▶ ACTIVITY: Report how many lines of the following entries include the string "path"; respond with the number alone.

Collected data
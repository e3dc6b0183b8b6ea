//! Request execution over a persistent agent.

use std::io::Write;
use std::path::Path;

use tracing::debug;
use ureq::Agent;
use ureq::http::Request;

use crate::error::{HttpError, Result};
use crate::pagination::parse_link_header;

/// Extracts a human-readable diagnostic from an API error body.
///
/// Each forge names its error field differently; the backend passes its
/// extractor along with every request.
pub type ApiErrorFn = fn(&str) -> Option<String>;

/// Everything the engine needs to know about one request target.
#[derive(Clone, Copy)]
pub struct Endpoint<'a> {
    pub url: &'a str,
    /// Complete `Authorization` header value, or `None` for backends that
    /// authenticate through the URL (Bugzilla).
    pub auth: Option<&'a str>,
    pub api_error: ApiErrorFn,
}

/// A captured response body plus the pagination successor, if any.
#[derive(Debug)]
pub struct Response {
    pub body: String,
    /// URL of the next page, from the `link:` header's `rel="next"`.
    pub next: Option<String>,
}

/// The persistent HTTP client owned by a context.
///
/// Non-2xx statuses are delivered as responses (not transport errors) so
/// the backend's API-error extractor can read the body.
pub struct Client {
    agent: Agent,
}

impl Default for Client {
    fn default() -> Self {
        Self::new()
    }
}

impl Client {
    pub fn new() -> Self {
        let config = Agent::config_builder()
            .http_status_as_error(false)
            .user_agent("fcli")
            .build();
        Self {
            agent: Agent::new_with_config(config),
        }
    }

    /// GET returning the body and the pagination successor.
    pub fn get(&self, ep: &Endpoint<'_>) -> Result<Response> {
        self.send("GET", ep, None)
    }

    /// Executes `method` with an optional JSON payload.
    pub fn send(&self, method: &str, ep: &Endpoint<'_>, payload: Option<&str>) -> Result<Response> {
        debug!(method, url = ep.url, "forge api request");

        let mut builder = Request::builder()
            .method(method)
            .uri(ep.url)
            .header("Accept", "application/vnd.github.v3+json")
            .header("Content-Type", "application/json");
        if let Some(auth) = ep.auth {
            builder = builder.header("Authorization", auth);
        }
        let request = builder
            .body(payload.unwrap_or(""))
            .map_err(|e| transport(ep.url, e))?;

        let mut response = self.agent.run(request).map_err(|e| transport(ep.url, e))?;

        let status = response.status().as_u16();
        let next = response
            .headers()
            .get("link")
            .and_then(|v| v.to_str().ok())
            .and_then(parse_link_header);
        let body = response
            .body_mut()
            .read_to_string()
            .map_err(|e| transport(ep.url, e))?;

        if status >= 300 {
            return Err(api_error(ep, status, &body));
        }

        Ok(Response { body, next })
    }

    /// GET streaming the body straight into `out` (diffs, patches,
    /// attachment content). No in-memory buffering of successful bodies.
    pub fn download(
        &self,
        ep: &Endpoint<'_>,
        content_type: Option<&str>,
        out: &mut dyn Write,
    ) -> Result<()> {
        debug!(url = ep.url, "forge api download");

        let mut builder = Request::builder().method("GET").uri(ep.url);
        if let Some(accept) = content_type {
            builder = builder.header("Accept", accept);
        }
        if let Some(auth) = ep.auth {
            builder = builder.header("Authorization", auth);
        }
        let request = builder.body("").map_err(|e| transport(ep.url, e))?;

        let mut response = self.agent.run(request).map_err(|e| transport(ep.url, e))?;

        let status = response.status().as_u16();
        if status >= 300 {
            let body = response.body_mut().read_to_string().unwrap_or_default();
            return Err(api_error(ep, status, &body));
        }

        let mut reader = response.body_mut().as_reader();
        std::io::copy(&mut reader, out).map_err(|e| transport(ep.url, e))?;
        Ok(())
    }

    /// POST with a raw body (release asset uploads).
    pub fn upload(&self, ep: &Endpoint<'_>, content_type: &str, data: &[u8]) -> Result<String> {
        debug!(url = ep.url, bytes = data.len(), "forge api upload");

        let mut builder = Request::builder()
            .method("POST")
            .uri(ep.url)
            .header("Accept", "application/vnd.github.v3+json")
            .header("Content-Type", content_type);
        if let Some(auth) = ep.auth {
            builder = builder.header("Authorization", auth);
        }
        let request = builder.body(data).map_err(|e| transport(ep.url, e))?;

        let mut response = self.agent.run(request).map_err(|e| transport(ep.url, e))?;

        let status = response.status().as_u16();
        let body = response
            .body_mut()
            .read_to_string()
            .map_err(|e| transport(ep.url, e))?;
        if status >= 300 {
            return Err(api_error(ep, status, &body));
        }
        Ok(body)
    }

    /// POST a file as a `multipart/form-data` form (Gitea attachment
    /// uploads). The file is read at call time.
    pub fn upload_multipart(&self, ep: &Endpoint<'_>, field: &str, path: &Path) -> Result<String> {
        let data = std::fs::read(path).map_err(|e| HttpError::Io {
            path: path.display().to_string(),
            source: e,
        })?;
        let filename = path
            .file_name()
            .map(|n| n.to_string_lossy().into_owned())
            .unwrap_or_else(|| "attachment".to_string());

        let boundary = "----fcli-multipart-2c97f7d4868f13a1";
        let mut body: Vec<u8> = Vec::with_capacity(data.len() + 512);
        body.extend_from_slice(format!("--{boundary}\r\n").as_bytes());
        body.extend_from_slice(
            format!("Content-Disposition: form-data; name=\"{field}\"; filename=\"{filename}\"\r\n")
                .as_bytes(),
        );
        body.extend_from_slice(b"Content-Type: application/octet-stream\r\n\r\n");
        body.extend_from_slice(&data);
        body.extend_from_slice(format!("\r\n--{boundary}--\r\n").as_bytes());

        debug!(url = ep.url, file = %path.display(), "forge api multipart upload");

        let mut builder = Request::builder()
            .method("POST")
            .uri(ep.url)
            .header("Accept", "application/json")
            .header(
                "Content-Type",
                format!("multipart/form-data; boundary={boundary}"),
            );
        if let Some(auth) = ep.auth {
            builder = builder.header("Authorization", auth);
        }
        let request = builder
            .body(&body[..])
            .map_err(|e| transport(ep.url, e))?;

        let mut response = self.agent.run(request).map_err(|e| transport(ep.url, e))?;

        let status = response.status().as_u16();
        let text = response
            .body_mut()
            .read_to_string()
            .map_err(|e| transport(ep.url, e))?;
        if status >= 300 {
            return Err(api_error(ep, status, &text));
        }
        Ok(text)
    }

    /// GET classifying by status only. Used for existence probes; any
    /// transport failure counts as "no".
    pub fn probe(&self, url: &str) -> bool {
        match self.agent.get(url).call() {
            Ok(response) => response.status().as_u16() < 300,
            Err(_) => false,
        }
    }

    /// Pagination-aware list accumulator.
    ///
    /// Fetches `url`, hands each page body to `parse` (which appends
    /// into the growing list), applies the optional in-place `filter`,
    /// then follows `rel="next"` links until the cap is reached, the
    /// pages run out, or a fetch/parse fails. With `max = Some(n)` the
    /// result never exceeds `n` items; `None` accumulates every page.
    pub fn fetch_list<T, E>(
        &self,
        url: String,
        auth: Option<&str>,
        api_error: ApiErrorFn,
        max: Option<usize>,
        mut parse: impl FnMut(&str, &mut Vec<T>) -> std::result::Result<(), E>,
        filter: Option<&dyn Fn(&mut Vec<T>)>,
    ) -> std::result::Result<Vec<T>, E>
    where
        E: From<HttpError>,
    {
        let mut items = Vec::new();
        let mut url = url;
        loop {
            let page = self
                .get(&Endpoint {
                    url: &url,
                    auth,
                    api_error,
                })
                .map_err(E::from)?;
            parse(&page.body, &mut items)?;
            if let Some(filter) = filter {
                filter(&mut items);
            }
            match page.next {
                Some(next) if max.is_none_or(|m| items.len() < m) => url = next,
                _ => break,
            }
        }
        if let Some(max) = max {
            items.truncate(max);
        }
        Ok(items)
    }
}

fn transport(url: &str, reason: impl std::fmt::Display) -> HttpError {
    HttpError::Transport {
        url: url.to_string(),
        reason: reason.to_string(),
    }
}

fn api_error(ep: &Endpoint<'_>, status: u16, body: &str) -> HttpError {
    let message = (ep.api_error)(body)
        .unwrap_or_else(|| body.trim().to_string());
    let message = if message.is_empty() {
        "<empty response>".to_string()
    } else {
        message
    };
    HttpError::Api {
        url: ep.url.to_string(),
        status,
        message,
    }
}

#[cfg(test)]
mod tests {
    use super::*;

    fn no_error(_: &str) -> Option<String> {
        None
    }

    #[test]
    fn api_error_falls_back_to_raw_body() {
        let ep = Endpoint {
            url: "https://x/y",
            auth: None,
            api_error: no_error,
        };
        let err = api_error(&ep, 404, "  not found  ");
        assert_eq!(
            err.to_string(),
            "request to https://x/y failed with code 404: API error: not found"
        );
    }

    #[test]
    fn api_error_empty_body() {
        let ep = Endpoint {
            url: "https://x/y",
            auth: None,
            api_error: no_error,
        };
        let err = api_error(&ep, 500, "");
        assert!(err.to_string().ends_with("API error: <empty response>"));
    }

    #[test]
    fn transport_message_format() {
        let err = transport("https://x/y", "connection refused");
        assert_eq!(
            err.to_string(),
            "request to https://x/y failed: transport error: connection refused"
        );
    }
}
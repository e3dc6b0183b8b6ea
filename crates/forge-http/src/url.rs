//! Percent-encoding of URL path and query components.

use crate::error::{HttpError, Result};

/// Returns `true` for bytes that travel unencoded.
fn is_unreserved(b: u8) -> bool {
    b.is_ascii_alphanumeric() || matches!(b, b'-' | b'_' | b'.' | b'~')
}

/// Percent-encodes everything outside the unreserved set.
pub fn urlencode(input: &str) -> String {
    let mut out = String::with_capacity(input.len());
    for &b in input.as_bytes() {
        if is_unreserved(b) {
            out.push(b as char);
        } else {
            out.push_str(&format!("%{b:02X}"));
        }
    }
    out
}

/// Reverses [`urlencode`]. Fails on truncated or non-hex escapes and on
/// byte sequences that do not form valid UTF-8.
pub fn urldecode(input: &str) -> Result<String> {
    let bytes = input.as_bytes();
    let mut out = Vec::with_capacity(bytes.len());
    let mut i = 0;
    while i < bytes.len() {
        if bytes[i] == b'%' {
            let hex = bytes
                .get(i + 1..i + 3)
                .and_then(|h| std::str::from_utf8(h).ok())
                .and_then(|h| u8::from_str_radix(h, 16).ok())
                .ok_or_else(|| HttpError::UrlDecode(input.to_string()))?;
            out.push(hex);
            i += 3;
        } else {
            out.push(bytes[i]);
            i += 1;
        }
    }
    String::from_utf8(out).map_err(|_| HttpError::UrlDecode(input.to_string()))
}

#[cfg(test)]
mod tests {
    use super::*;
    use pretty_assertions::assert_eq;

    #[test]
    fn unreserved_passes_through() {
        assert_eq!(urlencode("abc-DEF_0.9~"), "abc-DEF_0.9~");
    }

    #[test]
    fn reserved_is_escaped() {
        assert_eq!(urlencode("owner/repo"), "owner%2Frepo");
        assert_eq!(urlencode("a b&c"), "a%20b%26c");
    }

    #[test]
    fn decode_reverses_encode() {
        for input in ["", "plain", "owner/repo", "ünïcödé", "100% sure?&=#"] {
            assert_eq!(urldecode(&urlencode(input)).unwrap(), input);
        }
    }

    #[test]
    fn decode_rejects_bad_escapes() {
        assert!(urldecode("%").is_err());
        assert!(urldecode("%2").is_err());
        assert!(urldecode("%zz").is_err());
    }
}
//! `fcli milestones` -- list and manage milestones.

use anyhow::{Context as _, Result};
use chrono::NaiveDate;

use forge_types::{Milestone, MilestoneCreateOptions};

use crate::cli::{MilestonesAction, MilestonesArgs};
use crate::output;
use crate::runtime::Runtime;
use crate::table::Table;

pub fn run(rt: &Runtime, args: &MilestonesArgs) -> Result<()> {
    let forge = rt.forge()?;
    let ctx = rt.ctx();
    let (owner, repo) = rt.owner_repo()?;

    match &args.action {
        MilestonesAction::List { limit } => {
            let milestones = forge.get_milestones(ctx, &owner, &repo, limit.max())?;
            if rt.json {
                output::json(&milestones);
            } else {
                print_milestone_table(&milestones);
            }
        }

        MilestonesAction::View { id } => {
            let milestone = forge.get_milestone(ctx, &owner, &repo, *id)?;
            if rt.json {
                output::json(&milestone);
            } else {
                print_milestone(rt, &milestone)?;
            }
        }

        MilestonesAction::Issues { id } => {
            let issues = forge.get_milestone_issues(ctx, &owner, &repo, *id)?;
            if rt.json {
                output::json(&issues);
                return Ok(());
            }
            let mut table = Table::new(&["NUMBER", "STATE", "TITLE"]);
            for issue in &issues {
                table.row(vec![
                    issue.number.to_string(),
                    output::state(&issue.state),
                    issue.title.clone(),
                ]);
            }
            table.print();
        }

        MilestonesAction::Create { title, description } => {
            let opts = MilestoneCreateOptions {
                owner,
                repo,
                title: title.clone(),
                description: description.clone(),
            };
            forge.create_milestone(ctx, &opts)?;
            println!("Created milestone {title}");
        }

        MilestonesAction::Delete { id } => {
            forge.delete_milestone(ctx, &owner, &repo, *id)?;
        }

        MilestonesAction::Duedate { id, date } => {
            // Validate early; backends pick their own wire format.
            NaiveDate::parse_from_str(date, "%Y-%m-%d")
                .with_context(|| format!("invalid date {date:?}, expected YYYY-MM-DD"))?;
            forge.milestone_set_duedate(ctx, &owner, &repo, *id, date)?;
        }
    }

    Ok(())
}

fn print_milestone_table(milestones: &[Milestone]) {
    if milestones.is_empty() {
        println!("No milestones");
        return;
    }
    let mut table = Table::new(&["ID", "STATE", "TITLE"]);
    for milestone in milestones {
        table.row(vec![
            milestone.id.to_string(),
            output::state(&milestone.state),
            milestone.title.clone(),
        ]);
    }
    table.print();
}

fn print_milestone(rt: &Runtime, milestone: &Milestone) -> Result<()> {
    let quirks = rt.forge()?.milestone_quirks();

    output::field("ID", &milestone.id.to_string());
    output::field("TITLE", &milestone.title);
    output::field("STATE", &output::state(&milestone.state));
    output::field("CREATED", &milestone.created_at);
    output::field("UPDATED", &milestone.updated_at);
    if !quirks.due_date {
        if let Some(due) = &milestone.due_date {
            output::field("DUE", due);
        }
    }
    if !quirks.expired {
        output::field("EXPIRED", output::yesno(milestone.expired));
    }
    if !quirks.issue_counts {
        output::field("OPEN", &milestone.open_issues.to_string());
        output::field("CLOSED", &milestone.closed_issues.to_string());
    }
    if !milestone.description.is_empty() {
        println!();
        println!("{}", milestone.description);
    }
    Ok(())
}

▶ RESULT FOR THIS EXERCISE: 7